It is no exaggeration to say that all aspects of Egypt’s civic life — its institutions, organizations, media, civil society, universities and political parties — have been degraded, damaged, besieged and humiliated over the last few years. There is nothing left to attack, but there is something happening now that is different.
The end of the 2013 mandate
On July 3rd, 2013, former President Mohamed Morsi was ousted with the promise of a vague transitional process. But the current regime was actually established on July 26th, two days after then-Defense Minister Abdel Fattah al-Sisi called upon citizens to take to the streets to grant him a mandate to undertake resolute and exceptional measures in his military capacity to fight terrorism.
The turnout on July 26th was not as large as the mass mobilization on June 30th, but it was enough to legitimize the presence of the Armed Forces on the streets and the aggressive return of the security state. The problem was that the conditions of the mandate were rudimentary and vague, and the military leader who was granted it was not actually bound by its terms. The mandate to fight terrorism turned into a mandate to rule over everything — to assume all political, economic and social decision-making at all levels.
The smaller crowds on July 26th constituted the most extreme segment of the June 30th protesters. They were unorganized and angry, and they readily endorsed a process that would come to completely dominate political life. Although they were not the majority, they immediately sapped public will and helped to legitimize military rule as the one and only solution to the political failures of the Muslim Brotherhood and their alienating form of governance.
The Armed Forces welcomed the public’s response to Sisi’s urgent appeal. The large demonstration allowed the military to declare that the masses stood behind them; everyone who took to the streets that day was deemed to be in favor of the mandate. When citizens were stopped at police checkpoints, interactions were friendly and accommodating, even if they were only superficial.

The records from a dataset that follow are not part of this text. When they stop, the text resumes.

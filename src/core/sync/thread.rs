/*!
 * Native Threads
 * Named OS threads with join status and comparable handles
 */

use crate::core::data_structures::InlineString;
use crate::core::errors::SchedulerError;
use miette::Diagnostic;
use serde::{Deserialize, Serialize};
use std::fmt;
use std::thread::{self, JoinHandle, ThreadId};
use thiserror::Error;
use tracing::error;

/// Thread errors
#[derive(Error, Debug, Clone, Serialize, Deserialize, PartialEq, Eq, Diagnostic)]
#[serde(tag = "error_type", content = "details", rename_all = "snake_case")]
pub enum ThreadError {
    #[error("Failed to start thread '{name}': {reason}")]
    #[diagnostic(
        code(thread::spawn_failed),
        help("The OS refused to create a thread. Check process thread limits.")
    )]
    SpawnFailed {
        name: InlineString,
        reason: InlineString,
    },

    #[error("Thread '{name}' panicked")]
    #[diagnostic(code(thread::panicked))]
    Panicked { name: InlineString },
}

impl From<ThreadError> for SchedulerError {
    fn from(err: ThreadError) -> Self {
        match err {
            ThreadError::SpawnFailed { name, reason } => {
                SchedulerError::ThreadSpawn(format!("{}: {}", name, reason).into())
            }
            ThreadError::Panicked { name } => SchedulerError::RunnerPanicked(name),
        }
    }
}

/// Comparable identity of a running thread
#[derive(Debug, Clone, Copy, PartialEq, Eq, Hash)]
pub struct ThreadHandle(ThreadId);

impl fmt::Display for ThreadHandle {
    fn fmt(&self, f: &mut fmt::Formatter<'_>) -> fmt::Result {
        write!(f, "{:?}", self.0)
    }
}

/// Joinable named thread whose entry point returns an exit status `T`
pub struct NativeThread<T = ()> {
    name: InlineString,
    id: ThreadHandle,
    join: JoinHandle<T>,
}

impl<T: Send + 'static> NativeThread<T> {
    /// Spawn `entry` on a new named thread
    pub fn start<F>(name: impl Into<InlineString>, entry: F) -> Result<Self, ThreadError>
    where
        F: FnOnce() -> T + Send + 'static,
    {
        let name = name.into();
        let join = thread::Builder::new()
            .name(name.to_string())
            .spawn(entry)
            .map_err(|e| {
                error!(thread = %name, error = %e, "Failed to spawn thread");
                ThreadError::SpawnFailed {
                    name: name.clone(),
                    reason: e.to_string().into(),
                }
            })?;
        let id = ThreadHandle(join.thread().id());
        Ok(Self { name, id, join })
    }

    /// Wait for the thread to exit and return its exit status
    pub fn join(self) -> Result<T, ThreadError> {
        self.join
            .join()
            .map_err(|_| ThreadError::Panicked { name: self.name })
    }
}

impl<T> NativeThread<T> {
    /// Handle of the calling thread
    #[inline]
    pub fn current() -> ThreadHandle {
        ThreadHandle(thread::current().id())
    }

    #[inline]
    pub fn handle(&self) -> ThreadHandle {
        self.id
    }

    #[inline]
    pub fn name(&self) -> &str {
        &self.name
    }

    pub fn is_finished(&self) -> bool {
        self.join.is_finished()
    }
}

impl<T> fmt::Debug for NativeThread<T> {
    fn fmt(&self, f: &mut fmt::Formatter<'_>) -> fmt::Result {
        f.debug_struct("NativeThread")
            .field("name", &self.name)
            .field("id", &self.id)
            .finish()
    }
}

Six years later, in September 2019, police deployed in full force across Egypt to prevent any anti-Sisi protests. Security forces randomly stopped citizens and searched their phones for any political content. Thousands were arrested, including anyone caught taking photos in downtown Cairo. A live broadcast captured a Sisi supporter being detained as he tried to record footage showing that downtown was safe and free of protesters. Every citizen was considered a suspect, regardless of age, gender or socioeconomic background. Every neighborhood was considered dangerous, except for Fifth Settlement and similar outlying suburbs. The country was effectively under curfew.

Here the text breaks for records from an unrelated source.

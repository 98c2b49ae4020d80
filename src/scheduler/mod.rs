/*!
 * Cooperative Scheduler
 *
 * Runners that multiplex many entities onto one dedicated thread each,
 * controlled entirely through a double-buffered mailbox.
 *
 * # Architecture
 *
 * - `ProcessRunner`: long-lived, time-sliced processes with pause, resume,
 *   terminate and capability-based admission
 * - `TaskRunner`: one-shot tasks run in FIFO order with completion handles
 * - `ProcessManager`: named runners, routing by admission and by host
 *
 * Within one runner entities never run concurrently; only entities on
 * different runners do.
 */

mod handle;
mod manager;
mod message;
mod process_runner;
mod run_loop;
mod stats;
mod task_runner;
mod types;

pub use manager::ProcessManager;
pub use message::{ControlMessage, TaskMessage};
pub use process_runner::ProcessRunner;
pub use stats::{RunnerStats, RunnerStatsSnapshot};
pub use task_runner::TaskRunner;
pub use types::{RunnerConfig, RunnerStatus};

This marked the end of the July 2013 mandate: The moment when thousands of security forces were mobilized to evacuate Cairo’s streets of its residents. The moment in which every walking citizen was treated as a potential enemy. The moment that ushered in an authority more closely resembling an occupying force, an authority whose legitimacy is based, above all, on naked power. The phantom political opposition was fully terminated and the July 2013 mandate dissolved to make way for a more cruel, humiliating and dangerous era.
Our defeat and the breakdown of the military’s totalitarian media
The current media landscape in Egypt is unprecedented in its deterioration and decay. It cannot be compared to the media landscape of the 1960s, which was totalitarian, but still of high quality, and of a different era. The current media landscape is instead a fierce reaction to the slow but steady effort that began over 40 years ago to open up the media in Egypt.
Outside voices first began to be allowed into state media in the 1970s, particularly in newspapers. This was followed by opposition parties being allowed to publish their own newspapers, which pushed the boundaries of dissent according to the political circumstances of the moment. Then came satellite television and digital media, which significantly opened up media discourse. Additional private satellite channels were created and the margin for freer forms of expression widened. Online media outlets and independent print newspapers began to multiply.
The current media clampdown is not a response to the completely open post-January 2011 media landscape. It is a response to the media of Safwat al-Sherif (the former speaker of the Shura Council, former head of the Supreme Press Council and former Information Minister, who was a close aide to former President Hosni Mubarak) and Mohamed Abdel Qader Hatem (Egypt’s first Information Minister under former President Gamal Abdel Nasser).
It is a response to the relative degree of openness in the media under Mubarak and his predecessor, former President Anwar al-Sadat. In those eras, freedom of speech and expression was not so severely and outrageously curtailed as it is today — newspapers did not print identical headlines on their front pages.
Egyptian media has been reshaped in such a severe way as to completely destroy all the gains accumulated over decades of hard work. And all for one purpose — to prevent any dissenting voice of any kind from having a platform, and to deliver a message to every Egyptian: “Surrender, we control everything.”
Media policy over the last six years has been akin to the policy of a totalitarian media in a time of war. It is based on a relentless onslaught, a systematic spreading of terror and despair, and a fomenting of distrust among citizens. This policy does not seek to win hearts and minds, but to produce submission through terror and compulsion. It is a policy that does not care about truth; it does not want people to believe its proclamations, but rather to be incapable of denying them. It wants them to surrender to a never-ending stream of senseless news and information that leaves them feeling helpless in the face of a gigantic security apparatus — one that has waged a vicious propaganda war against what is left of the Muslim Brotherhood’s media.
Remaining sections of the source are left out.